Quanto alla proporzionalità dell’atto di recesso, richiamato il tenore dell’art. 55 quater del d.lgs. n.165/2001, riteneva che il “numero di giorni di assenza” fosse “decisamente rilevante“.
Escludeva, inoltre, che la condotta della (omissis) fosse connotata da buona fede atteso che costei poteva vantare “un credito di ferie di soli 4 giorni (fatto non contestato in ricorso)” e che, pertanto, non avrebbe potuto, in ogni caso, fruire dei restanti 9 giorni.
3. La decisione era confermata dalla Corte d’appello di Palermo con la sentenza indicata in epigrafe.
Riteneva la Corte territoriale, sulla base delle risultanze di causa, priva di fondamento la prospettazione della (omissis) secondo cui la fruizione dei periodi di congedo – nelle 4 (distinte) occasioni in cui (nell’estate del 2019) si era assentata dal lavoro – era stata concordata col Dirigente di settore ed anzi evidenziava la piena consapevolezza della dipendente della mancanza sia dell’autorizzazione sia di un credito di ferie per l’anno 2019 (al riguardo sottolineava che la stessa (omissis) aveva chiesto la decurtazione dei giorni di assenza dallo stipendio che costituiva una incontrovertibile ammissione dell’assoluta carenza di qualsivoglia preventiva autorizzazione della parte datoriale al godimento delle ferie nei giorni in contestazione).

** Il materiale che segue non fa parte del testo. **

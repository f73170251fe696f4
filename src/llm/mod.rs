//! Hosted language-model provider.
//!
//! [`CompletionProvider`] is the seam between the gateways and the vendor;
//! [`OpenRouterProvider`] speaks the OpenAI-compatible chat-completions API.

use async_trait::async_trait;
use futures::Stream;
use serde::Serialize;
use std::pin::Pin;
use thiserror::Error;

pub mod openrouter;
pub mod sse;

pub use openrouter::OpenRouterProvider;

#[derive(Debug, Error)]
pub enum LlmError {
    #[error("provider request failed: {0}")]
    Http(#[from] reqwest::Error),

    #[error("provider returned status {status}: {body}")]
    Status { status: u16, body: String },

    #[error("provider returned an error object: {0}")]
    Provider(String),

    #[error("failed to decode provider payload: {0}")]
    Decode(String),
}

/// One message in provider wire format.
#[derive(Debug, Clone, PartialEq, Serialize)]
#[serde(tag = "role", rename_all = "lowercase")]
pub enum ProviderMessage {
    System {
        content: String,
    },
    User {
        content: UserContent,
    },
    Assistant {
        #[serde(skip_serializing_if = "Option::is_none")]
        content: Option<String>,
        #[serde(skip_serializing_if = "Vec::is_empty")]
        tool_calls: Vec<AssistantToolCall>,
    },
    Tool {
        tool_call_id: String,
        content: String,
    },
}

impl ProviderMessage {
    pub fn system(content: impl Into<String>) -> Self {
        ProviderMessage::System {
            content: content.into(),
        }
    }

    pub fn user(content: impl Into<String>) -> Self {
        ProviderMessage::User {
            content: UserContent::Text(content.into()),
        }
    }

    pub fn assistant(content: impl Into<String>) -> Self {
        ProviderMessage::Assistant {
            content: Some(content.into()),
            tool_calls: Vec::new(),
        }
    }
}

#[derive(Debug, Clone, PartialEq, Serialize)]
#[serde(untagged)]
pub enum UserContent {
    Text(String),
    Parts(Vec<ContentPart>),
}

#[derive(Debug, Clone, PartialEq, Serialize)]
#[serde(tag = "type", rename_all = "snake_case")]
pub enum ContentPart {
    Text { text: String },
    ImageUrl { image_url: ImageUrl },
}

#[derive(Debug, Clone, PartialEq, Serialize)]
pub struct ImageUrl {
    pub url: String,
}

#[derive(Debug, Clone, PartialEq, Serialize)]
pub struct AssistantToolCall {
    pub id: String,
    #[serde(rename = "type")]
    pub kind: String,
    pub function: FunctionCall,
}

#[derive(Debug, Clone, PartialEq, Serialize)]
pub struct FunctionCall {
    pub name: String,
    /// JSON-encoded arguments, as the provider produced them.
    pub arguments: String,
}

#[derive(Debug, Clone, Serialize)]
pub struct ChatCompletionRequest {
    pub messages: Vec<ProviderMessage>,
    /// OpenAI-style tool descriptors.
    pub tools: Vec<serde_json::Value>,
    pub temperature: f32,
    pub max_tokens: u32,
}

#[derive(Debug, Clone, Serialize)]
pub struct StructuredRequest {
    pub messages: Vec<ProviderMessage>,
    pub schema_name: String,
    pub schema: serde_json::Value,
    pub temperature: f32,
}

/// Incremental output of a streaming completion.
#[derive(Debug, Clone, PartialEq)]
pub enum ProviderEvent {
    TextDelta(String),
    ToolCallDelta {
        index: usize,
        id: Option<String>,
        name: Option<String>,
        arguments: String,
    },
    Finish {
        reason: Option<String>,
    },
}

pub type ProviderStream = Pin<Box<dyn Stream<Item = Result<ProviderEvent, LlmError>> + Send>>;

#[async_trait]
pub trait CompletionProvider: Send + Sync {
    /// Starts a streaming completion. Errors returned here happen before any
    /// output exists; errors inside the stream happen mid-response.
    async fn stream_chat(&self, request: ChatCompletionRequest) -> Result<ProviderStream, LlmError>;

    /// Requests a single JSON object constrained by `request.schema`.
    async fn complete_structured(&self, request: StructuredRequest) -> Result<serde_json::Value, LlmError>;
}
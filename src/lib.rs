//! FarmWise gateway: farmer advisory HTTP API.

use axum::Router;
use tower_http::{cors::CorsLayer, trace::TraceLayer};

pub mod chat;
pub mod config;
pub mod error;
pub mod history;
pub mod llm;
pub mod mock_data;
pub mod models;
pub mod pest;
pub mod routes;
pub mod session;
pub mod soil;
pub mod state;
pub mod store;
pub mod tools;

pub use state::AppState;

/// Full application router with tracing and permissive CORS.
pub fn build_router(state: AppState) -> Router {
    routes::create_router(state.config.max_upload_bytes)
        .layer(TraceLayer::new_for_http())
        .layer(CorsLayer::permissive())
        .with_state(state)
}
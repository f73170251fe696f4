//! Embedded SQLite backend.
//!
//! Used when no hosted database is configured, and by the test suite through
//! [`SqliteStore::in_memory`].

use async_trait::async_trait;
use chrono::{DateTime, NaiveDate, Utc};
use rusqlite::{params, Connection, ErrorCode, OptionalExtension, Row};
use std::path::Path;
use std::sync::{Arc, Mutex, MutexGuard};
use tracing::info;
use uuid::Uuid;

use super::{FarmStore, StoreError, StoreResult};
use crate::models::{
    Account, ChatTurn, CropAdvisory, Farmer, NewChatTurn, NewPestDetection, NewSoilRecord,
    PestDetection, SoilRecord,
};

const SCHEMA: &str = "
CREATE TABLE IF NOT EXISTS farmers (
    id TEXT PRIMARY KEY,
    full_name TEXT NOT NULL,
    location TEXT,
    farm_size REAL,
    primary_crops TEXT NOT NULL DEFAULT '[]',
    language_preference TEXT NOT NULL DEFAULT 'english',
    phone_number TEXT,
    created_at TEXT NOT NULL,
    updated_at TEXT NOT NULL
);
CREATE TABLE IF NOT EXISTS farmer_accounts (
    email TEXT PRIMARY KEY,
    password_hash TEXT NOT NULL,
    farmer_id TEXT NOT NULL,
    created_at TEXT NOT NULL
);
CREATE TABLE IF NOT EXISTS chat_history (
    id TEXT PRIMARY KEY,
    farmer_id TEXT NOT NULL,
    message TEXT NOT NULL,
    response TEXT NOT NULL,
    language TEXT NOT NULL,
    created_at TEXT NOT NULL
);
CREATE INDEX IF NOT EXISTS idx_chat_history_farmer ON chat_history(farmer_id);
CREATE TABLE IF NOT EXISTS soil_health_records (
    id TEXT PRIMARY KEY,
    farmer_id TEXT NOT NULL,
    ph_level REAL NOT NULL,
    nitrogen_level TEXT NOT NULL,
    phosphorus_level TEXT NOT NULL,
    potassium_level TEXT NOT NULL,
    organic_matter REAL NOT NULL,
    recommendations TEXT NOT NULL,
    test_date TEXT NOT NULL,
    created_at TEXT NOT NULL
);
CREATE INDEX IF NOT EXISTS idx_soil_farmer ON soil_health_records(farmer_id);
CREATE TABLE IF NOT EXISTS pest_detections (
    id TEXT PRIMARY KEY,
    farmer_id TEXT NOT NULL,
    crop_type TEXT NOT NULL,
    pest_identified TEXT NOT NULL,
    confidence_score REAL NOT NULL,
    treatment_recommendations TEXT NOT NULL,
    image_url TEXT NOT NULL,
    created_at TEXT NOT NULL
);
CREATE INDEX IF NOT EXISTS idx_pest_farmer ON pest_detections(farmer_id);
CREATE TABLE IF NOT EXISTS crop_advisories (
    id TEXT PRIMARY KEY,
    farmer_id TEXT NOT NULL,
    crop_type TEXT NOT NULL,
    advisory_text TEXT NOT NULL,
    advisory_type TEXT NOT NULL,
    created_at TEXT NOT NULL
);
CREATE INDEX IF NOT EXISTS idx_advisory_farmer ON crop_advisories(farmer_id);
";

pub struct SqliteStore {
    conn: Arc<Mutex<Connection>>,
}
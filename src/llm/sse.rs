/// Incremental decoder for `text/event-stream` bodies.
///
/// Chunks from the network may split a line (or a multi-byte character)
/// anywhere; bytes are held until a full line is available.
#[derive(Debug, Default)]
pub struct SseDecoder {
    buffer: Vec<u8>,
}

impl SseDecoder {
    pub fn new() -> Self {
        Self::default()
    }

    /// Feeds a chunk and returns the `data:` payloads completed by it.
    pub fn push(&mut self, chunk: &[u8]) -> Vec<String> {
        self.buffer.extend_from_slice(chunk);
        let mut payloads = Vec::new();
        while let Some(pos) = self.buffer.iter().position(|b| *b == b'\n') {
            let line: Vec<u8> = self.buffer.drain(..=pos).collect();
            if let Some(payload) = data_payload(&line[..line.len() - 1]) {
                payloads.push(payload);
            }
        }
        payloads
    }

    /// Returns a trailing payload that was not newline-terminated.
    pub fn finish(&mut self) -> Option<String> {
        let rest = std::mem::take(&mut self.buffer);
        data_payload(&rest)
    }
}

fn data_payload(line: &[u8]) -> Option<String> {
    let line = String::from_utf8_lossy(line);
    let line = line.trim_end_matches('\r');
    let data = line.strip_prefix("data:")?;
    let data = data.strip_prefix(' ').unwrap_or(data);
    if data.is_empty() {
        return None;
    }
    Some(data.to_string())
}

#[cfg(test)]
mod tests {
    use super::*;

    #[test]
    fn test_payload_split_across_chunks() {
        let mut decoder = SseDecoder::new();
        assert!(decoder.push(b"data: {\"a\":").is_empty());
        let out = decoder.push(b"1}\n\ndata: [DONE]\n");
        assert_eq!(out, vec!["{\"a\":1}".to_string(), "[DONE]".to_string()]);
    }

    #[test]
    fn test_ignores_comments_and_other_fields() {
        let mut decoder = SseDecoder::new();
        let out = decoder.push(b": OPENROUTER PROCESSING\r\nevent: ping\r\ndata: x\r\n");
        assert_eq!(out, vec!["x".to_string()]);
    }

    #[test]
    fn test_multibyte_char_split() {
        let mut decoder = SseDecoder::new();
        let bytes = "data: ग्रो\n".as_bytes();
        let (a, b) = bytes.split_at(8);
        assert!(decoder.push(a).is_empty());
        assert_eq!(decoder.push(b), vec!["ग्रो".to_string()]);
    }

    #[test]
    fn test_finish_flushes_unterminated_line() {
        let mut decoder = SseDecoder::new();
        assert!(decoder.push(b"data: tail").is_empty());
        assert_eq!(decoder.finish(), Some("tail".to_string()));
        assert_eq!(decoder.finish(), None);
    }
}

Escludeva che potesse esservi stato un errore nel sistema nella fase di inoltro delle istanze di ferie (e che di conseguenza fosse infondata la deduzione dell’appellante che aveva affermato di essere “convinta” di aver inoltrato il modulo all’Ufficio e che, tuttavia, “il modulo delle ferie veniva cancellato“) ed in ogni caso assumeva che secondo i normali canoni di diligenza sarebbe stato onere della (omissis) accertarsi (mediante accesso all’applicativo) che le dette istanze fossero state correttamente acquisite dal sistema e, prima di assentarsi, che le stesse avessero avuto l’esito sperato (cioè la concessione delle ferie).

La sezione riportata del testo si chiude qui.